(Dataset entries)
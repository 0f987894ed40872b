//! Sequential append worker.
//!
//! Room hubs must never await storage on their hot path, but the per-room
//! broadcast order has to match the persistence order. Both are satisfied by
//! funnelling every accepted message through one ordered channel drained by
//! a single worker task that awaits each append in turn.

use std::sync::Arc;

use tokio::sync::mpsc;
use tokio::task::JoinHandle;

use crate::domain::StoredMessage;

use super::MessageStore;

/// Sending side of the append channel, cloned into every room hub.
pub type AppendSender = mpsc::UnboundedSender<StoredMessage>;

/// Handle to the running worker task; awaited during shutdown to let
/// in-flight appends drain.
pub type AppendWorker = JoinHandle<()>;

/// Spawn the append worker for the given store.
///
/// The worker runs until every [`AppendSender`] clone has been dropped and
/// the channel is drained. Append failures are logged and skipped; retry
/// policy, if any, belongs to the store implementation.
pub fn spawn_append_worker(store: Arc<dyn MessageStore>) -> (AppendSender, AppendWorker) {
    let (tx, mut rx) = mpsc::unbounded_channel::<StoredMessage>();

    let worker = tokio::spawn(async move {
        while let Some(message) = rx.recv().await {
            let room = message.room.clone();
            if let Err(e) = store.append(message).await {
                tracing::error!("failed to persist message for room '{}': {}", room, e);
            }
        }
        tracing::debug!("append worker drained, exiting");
    });

    (tx, worker)
}

#[cfg(test)]
mod tests {
    use super::*;
    use crate::domain::StoreError;
    use crate::gateway::{InMemoryMessageStore, MockMessageStore};

    fn message(room: &str, body: &str) -> StoredMessage {
        StoredMessage::new(room.to_string(), "alice".to_string(), body.to_string(), 1000)
    }

    #[tokio::test]
    async fn test_appends_preserve_send_order() {
        // given:
        let store = Arc::new(InMemoryMessageStore::new());
        let (tx, worker) = spawn_append_worker(store.clone());

        // when: three messages are queued, then the channel is closed
        tx.send(message("general", "one")).unwrap();
        tx.send(message("general", "two")).unwrap();
        tx.send(message("general", "three")).unwrap();
        drop(tx);
        worker.await.unwrap();

        // then: the store saw them in send order
        let recent = store.recent("general", 10).await.unwrap();
        let bodies: Vec<&str> = recent.iter().map(|m| m.body.as_str()).collect();
        assert_eq!(bodies, vec!["one", "two", "three"]);
    }

    #[tokio::test]
    async fn test_append_failure_does_not_stop_worker() {
        // given: a store that fails the first append and accepts the second
        let mut store = MockMessageStore::new();
        let mut calls = 0;
        store.expect_append().times(2).returning(move |_| {
            calls += 1;
            if calls == 1 {
                Err(StoreError::Unavailable("down".to_string()))
            } else {
                Ok(())
            }
        });
        let (tx, worker) = spawn_append_worker(Arc::new(store));

        // when:
        tx.send(message("general", "lost")).unwrap();
        tx.send(message("general", "kept")).unwrap();
        drop(tx);

        // then: the worker drains both and exits cleanly
        worker.await.unwrap();
    }
}
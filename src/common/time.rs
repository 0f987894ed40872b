//! Time-related utilities with clock abstraction for testability.

use chrono::Utc;

/// Clock trait for dependency injection and testing
pub trait Clock: Send + Sync {
    /// Get current Unix timestamp in UTC (milliseconds)
    fn now_millis(&self) -> i64;
}

/// System clock implementation (uses actual system time)
#[derive(Debug, Clone, Copy)]
pub struct SystemClock;

impl Clock for SystemClock {
    fn now_millis(&self) -> i64 {
        utc_timestamp_millis()
    }
}

/// Fixed clock implementation for testing (returns a fixed time)
#[derive(Debug, Clone, Copy)]
pub struct FixedClock {
    fixed_time: i64,
}

impl FixedClock {
    /// Create a new fixed clock with the given timestamp
    pub fn new(fixed_time_millis: i64) -> Self {
        Self {
            fixed_time: fixed_time_millis,
        }
    }
}

impl Clock for FixedClock {
    fn now_millis(&self) -> i64 {
        self.fixed_time
    }
}

/// Get current Unix timestamp in UTC (milliseconds)
pub fn utc_timestamp_millis() -> i64 {
    Utc::now().timestamp_millis()
}

/// Convert Unix timestamp (milliseconds) to RFC 3339 format (UTC)
pub fn timestamp_to_rfc3339(timestamp_millis: i64) -> String {
    let seconds = timestamp_millis.div_euclid(1000);
    let nanos = (timestamp_millis.rem_euclid(1000) * 1_000_000) as u32;
    match chrono::DateTime::from_timestamp(seconds, nanos) {
        Some(dt) => dt.to_rfc3339(),
        // Out-of-range timestamps cannot come from the system clock; render
        // the epoch rather than panic on corrupt stored data.
        None => chrono::DateTime::<Utc>::UNIX_EPOCH.to_rfc3339(),
    }
}
//! Chat message types and wire-frame validation.
//!
//! Validation lives here, at the session boundary: the hub only ever sees
//! well-formed messages.

use serde::{Deserialize, Serialize};

use crate::common::time::timestamp_to_rfc3339;

use super::error::FrameError;

/// Maximum accepted message body size in bytes.
pub const MAX_BODY_BYTES: usize = 4096;

/// Inbound wire frame sent by a client over an established session.
///
/// Room and sender are bound by the session, so the frame carries only the
/// body.
#[derive(Debug, Deserialize)]
pub struct InboundFrame {
    pub body: String,
}

impl InboundFrame {
    /// Parse and validate one text frame.
    ///
    /// # Returns
    ///
    /// * `Ok(InboundFrame)` - the frame parsed and passed validation
    /// * `Err(FrameError)` - malformed JSON, empty body, or oversized body
    pub fn parse(text: &str) -> Result<Self, FrameError> {
        let frame: InboundFrame = serde_json::from_str(text)?;
        if frame.body.trim().is_empty() {
            return Err(FrameError::EmptyBody);
        }
        if frame.body.len() > MAX_BODY_BYTES {
            return Err(FrameError::BodyTooLarge {
                size: frame.body.len(),
                max: MAX_BODY_BYTES,
            });
        }
        Ok(frame)
    }
}

/// A chat message as accepted by a room hub and handed to the message store.
///
/// The timestamp is assigned by the server at acceptance and never trusted
/// from the client. Immutable after construction.
#[derive(Debug, Clone, PartialEq, Eq)]
pub struct StoredMessage {
    pub room: String,
    pub sender: String,
    pub body: String,
    pub timestamp_millis: i64,
}

impl StoredMessage {
    pub fn new(room: String, sender: String, body: String, timestamp_millis: i64) -> Self {
        Self {
            room,
            sender,
            body,
            timestamp_millis,
        }
    }

    /// Build the outbound wire form of this message.
    pub fn to_frame(&self) -> OutboundFrame {
        OutboundFrame {
            room: self.room.clone(),
            sender: self.sender.clone(),
            body: self.body.clone(),
            timestamp: timestamp_to_rfc3339(self.timestamp_millis),
        }
    }
}

/// Outbound wire frame broadcast to room members (and returned by the
/// history endpoint).
#[derive(Debug, Clone, Serialize, Deserialize)]
pub struct OutboundFrame {
    pub room: String,
    pub sender: String,
    pub body: String,
    /// Server-assigned acceptance time, RFC 3339 (UTC).
    pub timestamp: String,
}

* [Task brief]
In the records, locate each line holding the string "never" and copy it.

* [Task result]
//! Room hubs must never await storage on their hot path, but the per-room
/// The timestamp is assigned by the server at acceptance and never trusted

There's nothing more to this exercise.